How to bolster the role of women’s NGOs

We recommend several strategies to strengthen and validate the role of women’s NGOs in development partnership projects.

A memorandum of understanding (MOU) that defines the specific roles and responsibilities of each partner should be an essential requirement for multiple-stakeholder projects.

The lack of such formal agreements entrenches the perception that the role NGOs play is not particularly valuable. But the involvement of partners with a wide range of views, sizes, structures and experiences underscores the importance of formalising the role of women’s NGOs.

When the relationship among the different parties is formalised, constructive debate can be encouraged among all partners.

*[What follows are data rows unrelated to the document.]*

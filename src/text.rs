//! Message body decoding.
//!
//! SBS tags each chat message with an encoding. Most are HTML-escaped
//! text; `draw` bodies are compressed bitmaps that get replaced by a short
//! summary line.

use crate::drawing::{self, DecodeError};

/// Shown in place of a drawing that failed to decode.
pub const DRAWING_ERROR_TEXT: &str = "[ERROR] Couldn't decode drawing!";

/// Something about a body worth reporting; the text is still usable.
#[derive(Debug, Clone, PartialEq, Eq, thiserror::Error)]
pub enum BodyWarning {
    #[error("unknown encoding {0:?}")]
    UnknownEncoding(String),
    #[error("couldn't decode drawing: {0}")]
    Drawing(#[from] DecodeError),
}

#[derive(Debug, Clone, PartialEq, Eq)]
pub struct DecodedBody {
    pub text: String,
    pub warning: Option<BodyWarning>,
}

impl DecodedBody {
    fn clean(text: String) -> Self {
        DecodedBody { text, warning: None }
    }
}

/// Decode `body` according to its declared `encoding`.
///
/// Unknown encodings pass through untouched with a warning.
pub fn decode_body(encoding: &str, body: &str, drawing_size: (usize, usize)) -> DecodedBody {
    match encoding {
        "text" | "markdown" | "image" | "code" => DecodedBody::clean(unescape_html(body)),
        "raw" => DecodedBody::clean(body.to_string()),
        "draw" => match drawing::decode_drawing(body, drawing_size.0, drawing_size.1) {
            Ok(drawing) => DecodedBody::clean(drawing.summary()),
            Err(e) => DecodedBody {
                text: DRAWING_ERROR_TEXT.to_string(),
                warning: Some(BodyWarning::Drawing(e)),
            },
        },
        other => DecodedBody {
            text: body.to_string(),
            warning: Some(BodyWarning::UnknownEncoding(other.to_string())),
        },
    }
}

/// Replace HTML character references (`&amp;`, `&#39;`, `&#x1F600;`, ...).
/// Anything that is not a well-formed reference is kept verbatim.
pub fn unescape_html(text: &str) -> String {
    let mut out = String::with_capacity(text.len());
    let mut rest = text;
    while let Some(pos) = rest.find('&') {
        out.push_str(&rest[..pos]);
        rest = &rest[pos..];
        match decode_reference(rest) {
            Some((ch, len)) => {
                out.push(ch);
                rest = &rest[len..];
            }
            None => {
                out.push('&');
                rest = &rest[1..];
            }
        }
    }
    out.push_str(rest);
    out
}

/// Decode the reference at the start of `s` (which begins with `&`),
/// returning the character and the byte length consumed.
fn decode_reference(s: &str) -> Option<(char, usize)> {
    let (end, _) = s.char_indices().take(12).find(|&(_, c)| c == ';')?;
    let name = &s[1..end];
    let ch = match name.strip_prefix('#') {
        Some(number) => {
            let code = match number.strip_prefix(['x', 'X']) {
                Some(hex) => u32::from_str_radix(hex, 16).ok()?,
                None if number.bytes().all(|b| b.is_ascii_digit()) => number.parse().ok()?,
                None => return None,
            };
            char::from_u32(code)?
        }
        None => match name {
            "amp" => '&',
            "lt" => '<',
            "gt" => '>',
            "quot" => '"',
            "apos" => '\'',
            "nbsp" => '\u{a0}',
            _ => return None,
        },
    };
    Some((ch, end + 1))
}
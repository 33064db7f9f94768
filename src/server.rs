//! TCP listener.

use std::net::SocketAddr;
use std::sync::Arc;

use anyhow::{Context, Result};
use tokio::net::TcpListener;
use tokio::task::JoinHandle;

use crate::config::BridgeConfig;
use crate::connection;
use crate::sbs::link::SbsConnector;
use crate::session::RemoteConnector;

/// What every connection handler needs.
#[derive(Clone)]
pub struct BridgeContext {
    pub config: Arc<BridgeConfig>,
    pub connector: Arc<dyn RemoteConnector>,
}

pub struct Server {
    config: BridgeConfig,
    connector: Arc<dyn RemoteConnector>,
}

impl Server {
    /// A server that logs in to the real SBS.
    pub fn new(config: BridgeConfig) -> Result<Self> {
        let connector =
            SbsConnector::from_config(&config).context("couldn't set up the SBS login client")?;
        Ok(Self::with_connector(config, Arc::new(connector)))
    }

    /// Create a server with a custom remote connector (for testing).
    pub fn with_connector(config: BridgeConfig, connector: Arc<dyn RemoteConnector>) -> Self {
        Self { config, connector }
    }

    fn context(&self) -> BridgeContext {
        BridgeContext {
            config: Arc::new(self.config.clone()),
            connector: Arc::clone(&self.connector),
        }
    }

    /// Run the server, blocking forever.
    pub async fn run(self) -> Result<()> {
        let listener = TcpListener::bind(&self.config.listen_addr)
            .await
            .with_context(|| format!("couldn't listen on {}", self.config.listen_addr))?;
        tracing::info!("IRC listener on {}", self.config.listen_addr);
        accept_loop(listener, self.context()).await
    }

    /// Start the server and return the bound address + task handle (for testing).
    pub async fn start(self) -> Result<(SocketAddr, JoinHandle<Result<()>>)> {
        let listener = TcpListener::bind(&self.config.listen_addr).await?;
        let addr = listener.local_addr()?;
        tracing::info!("Listening on {addr}");
        let handle = tokio::spawn(accept_loop(listener, self.context()));
        Ok((addr, handle))
    }
}

async fn accept_loop(listener: TcpListener, ctx: BridgeContext) -> Result<()> {
    loop {
        let (stream, _addr) = listener.accept().await?;
        let ctx = ctx.clone();
        tokio::spawn(async move {
            if let Err(e) = connection::handle(stream, ctx).await {
                tracing::error!("Connection error: {e}");
            }
        });
    }
}
//! Channel roster reconciliation.
//!
//! The SBS side reports membership as whole snapshots. The client only
//! understands incremental JOIN/PART events, so every new snapshot is
//! diffed against the previous one and turned into directives for the
//! channels the client actually sits in.

use std::collections::{BTreeMap, BTreeSet};

/// Channel name (with `#`) to member uids.
pub type Roster = BTreeMap<String, BTreeSet<u64>>;

pub const CHANNEL_PREFIX: char = '#';

/// One roster change to show the client.
#[derive(Debug, Clone, PartialEq, Eq)]
pub enum Directive {
    /// A joined channel no longer exists; the client must leave it.
    PartChannel(String),
    UserJoined { channel: String, uid: u64 },
    UserLeft { channel: String, uid: u64 },
    /// Channels that did not exist in the previous snapshot.
    NewChannelsAvailable(Vec<String>),
}

/// Build the merged roster: every tag is a channel holding all online
/// users, and every room is a channel of its own. A room shadows a tag of
/// the same name.
pub fn merge(
    tags: &[String],
    online: &BTreeSet<u64>,
    rooms: &BTreeMap<String, BTreeSet<u64>>,
) -> Roster {
    let mut roster: Roster = tags
        .iter()
        .map(|tag| (channel_name(tag), online.clone()))
        .collect();
    for (room, members) in rooms {
        roster.insert(channel_name(room), members.clone());
    }
    roster
}

/// `tag` -> `#tag`.
pub fn channel_name(tag: &str) -> String {
    format!("{CHANNEL_PREFIX}{tag}")
}

/// `#tag` -> `tag`; `None` for names that are not channels.
pub fn tag_of(channel: &str) -> Option<&str> {
    channel.strip_prefix(CHANNEL_PREFIX)
}

/// Diff two roster snapshots from the point of view of a client that has
/// joined `joined`.
///
/// Directives come out in channel order: parts for joined channels that
/// vanished, then per surviving joined channel its leaves followed by its
/// joins (a channel missing from `old` counts as empty), and finally the
/// list of brand-new channels. Each uid appears at most once per channel.
pub fn reconcile(old: &Roster, new: &Roster, joined: &BTreeSet<String>) -> Vec<Directive> {
    let empty = BTreeSet::new();
    let mut directives = Vec::new();

    for channel in joined {
        if old.contains_key(channel) && !new.contains_key(channel) {
            directives.push(Directive::PartChannel(channel.clone()));
        }
    }

    for channel in joined {
        let Some(now) = new.get(channel) else {
            continue;
        };
        let before = old.get(channel).unwrap_or(&empty);
        directives.extend(before.difference(now).map(|&uid| Directive::UserLeft {
            channel: channel.clone(),
            uid,
        }));
        directives.extend(now.difference(before).map(|&uid| Directive::UserJoined {
            channel: channel.clone(),
            uid,
        }));
    }

    let fresh: Vec<String> = new
        .keys()
        .filter(|name| !old.contains_key(*name))
        .cloned()
        .collect();
    if !fresh.is_empty() {
        directives.push(Directive::NewChannelsAvailable(fresh));
    }

    directives
}

#[cfg(test)]
mod tests {
    use super::*;

    fn roster(entries: &[(&str, &[u64])]) -> Roster {
        entries
            .iter()
            .map(|(name, uids)| (name.to_string(), uids.iter().copied().collect()))
            .collect()
    }

    fn names(list: &[&str]) -> BTreeSet<String> {
        list.iter().map(|s| s.to_string()).collect()
    }

    /// Replay directives over `old` as seen by the client.
    fn apply(old: &Roster, joined: &BTreeSet<String>, directives: &[Directive]) -> Roster {
        let mut view: Roster = old
            .iter()
            .filter(|(name, _)| joined.contains(*name))
            .map(|(k, v)| (k.clone(), v.clone()))
            .collect();
        for directive in directives {
            match directive {
                Directive::PartChannel(channel) => {
                    view.remove(channel);
                }
                Directive::UserJoined { channel, uid } => {
                    view.entry(channel.clone()).or_default().insert(*uid);
                }
                Directive::UserLeft { channel, uid } => {
                    if let Some(members) = view.get_mut(channel) {
                        members.remove(uid);
                    }
                }
                Directive::NewChannelsAvailable(_) => {}
            }
        }
        view.retain(|_, members| !members.is_empty());
        view
    }

    fn restricted(new: &Roster, joined: &BTreeSet<String>) -> Roster {
        new.iter()
            .filter(|(name, members)| joined.contains(*name) && !members.is_empty())
            .map(|(k, v)| (k.clone(), v.clone()))
            .collect()
    }

    #[test]
    fn member_swap_in_joined_channel() {
        let old = roster(&[("#general", &[1, 2])]);
        let new = roster(&[("#general", &[2, 3])]);
        let directives = reconcile(&old, &new, &names(&["#general"]));
        assert_eq!(directives.len(), 2);
        assert!(directives.contains(&Directive::UserLeft {
            channel: "#general".into(),
            uid: 1
        }));
        assert!(directives.contains(&Directive::UserJoined {
            channel: "#general".into(),
            uid: 3
        }));
    }

    #[test]
    fn unjoined_channels_are_silent() {
        let old = roster(&[("#general", &[1]), ("#offtopic", &[1])]);
        let new = roster(&[("#general", &[1, 2])]);
        assert_eq!(reconcile(&old, &new, &BTreeSet::new()), vec![]);
    }

    #[test]
    fn vanished_joined_channel_is_parted() {
        let old = roster(&[("#general", &[1]), ("#room", &[1, 2])]);
        let new = roster(&[("#general", &[1])]);
        let directives = reconcile(&old, &new, &names(&["#general", "#room"]));
        assert_eq!(directives, vec![Directive::PartChannel("#room".into())]);
    }

    #[test]
    fn new_channels_are_announced_not_joined() {
        let old = roster(&[("#general", &[1])]);
        let new = roster(&[("#general", &[1]), ("#art", &[4]), ("#games", &[])]);
        let directives = reconcile(&old, &new, &names(&["#general"]));
        assert_eq!(
            directives,
            vec![Directive::NewChannelsAvailable(vec!["#art".into(), "#games".into()])]
        );
    }

    #[test]
    fn first_snapshot_announces_everything() {
        let new = roster(&[("#general", &[1, 2]), ("#offtopic", &[1, 2])]);
        let directives = reconcile(&Roster::new(), &new, &BTreeSet::new());
        assert_eq!(
            directives,
            vec![Directive::NewChannelsAvailable(vec![
                "#general".into(),
                "#offtopic".into()
            ])]
        );
    }

    #[test]
    fn missing_old_channel_counts_as_empty() {
        let new = roster(&[("#general", &[5])]);
        let directives = reconcile(&Roster::new(), &new, &names(&["#general"]));
        assert_eq!(
            directives,
            vec![
                Directive::UserJoined {
                    channel: "#general".into(),
                    uid: 5
                },
                Directive::NewChannelsAvailable(vec!["#general".into()]),
            ]
        );
    }

    #[test]
    fn replaying_directives_converges() {
        // Deterministic pseudo-random snapshots over a small universe.
        let mut seed: u64 = 0x2545_f491_4f6c_dd1d;
        let mut next = move || {
            seed ^= seed << 13;
            seed ^= seed >> 7;
            seed ^= seed << 17;
            seed
        };
        let channels = ["#a", "#b", "#c", "#d"];
        let random_roster = |next: &mut dyn FnMut() -> u64| -> Roster {
            let mut r = Roster::new();
            for name in channels {
                if next() % 4 != 0 {
                    let members = (0..6u64).filter(|_| next() % 2 == 0).collect();
                    r.insert(name.to_string(), members);
                }
            }
            r
        };

        for _ in 0..200 {
            let old = random_roster(&mut next);
            let new = random_roster(&mut next);
            let joined: BTreeSet<String> = channels
                .iter()
                .filter(|_| next() % 2 == 0)
                .map(|s| s.to_string())
                .collect();

            let directives = reconcile(&old, &new, &joined);
            assert_eq!(
                apply(&old, &joined, &directives),
                restricted(&new, &joined),
                "old={old:?} new={new:?} joined={joined:?}"
            );

            // No uid both joins and leaves the same channel in one pass.
            for d in &directives {
                if let Directive::UserJoined { channel, uid } = d {
                    assert!(!directives.contains(&Directive::UserLeft {
                        channel: channel.clone(),
                        uid: *uid
                    }));
                    assert_eq!(directives.iter().filter(|x| *x == d).count(), 1);
                }
            }
        }
    }

    #[test]
    fn merge_tags_and_rooms() {
        let online: BTreeSet<u64> = [1, 2].into();
        let mut rooms = BTreeMap::new();
        rooms.insert("secret".to_string(), BTreeSet::from([2]));
        rooms.insert("offtopic".to_string(), BTreeSet::from([1]));
        let merged = merge(&["general".into(), "offtopic".into()], &online, &rooms);
        assert_eq!(
            merged,
            roster(&[("#general", &[1, 2]), ("#offtopic", &[1]), ("#secret", &[2])])
        );
    }

    #[test]
    fn channel_tag_mapping() {
        assert_eq!(channel_name("general"), "#general");
        assert_eq!(tag_of("#general"), Some("general"));
        assert_eq!(tag_of("bob"), None);
    }
}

The lack of a memorandum of understanding causes overlaps in function, weakens accountability and exacerbates conflict among partners. While it’s possible for diverse institutions with different philosophies to work in an integrated way, it doesn’t happen automatically or easily.

At a deeper structural level, advocacy work — whether it’s gender equality or community mobilisation — must be treated as a non-negotiable priority in global development partnership projects, instead of as a value-added or supplementary task.

Women’s NGOs deserve recognition

Our research has shown that women’s NGOs play integral roles in the projects they participate in.

It’s unfortunate they must ‘justify’ their long-term involvement in such initiatives, but it may be incumbent upon them to make their contributions to the project more visible to the different partners and to the development community at large.

Collecting, maintaining and analysing data on a regular basis about key project impacts and outcomes will be crucial for making NGO contributions more visible and less dismissible.

Collaborating with academics and other development professionals to publish and disseminate findings from such projects will also strengthen and validate NGO efforts. This article is one small contribution toward ensuring women’s NGOs get the credit and support they so richly deserve.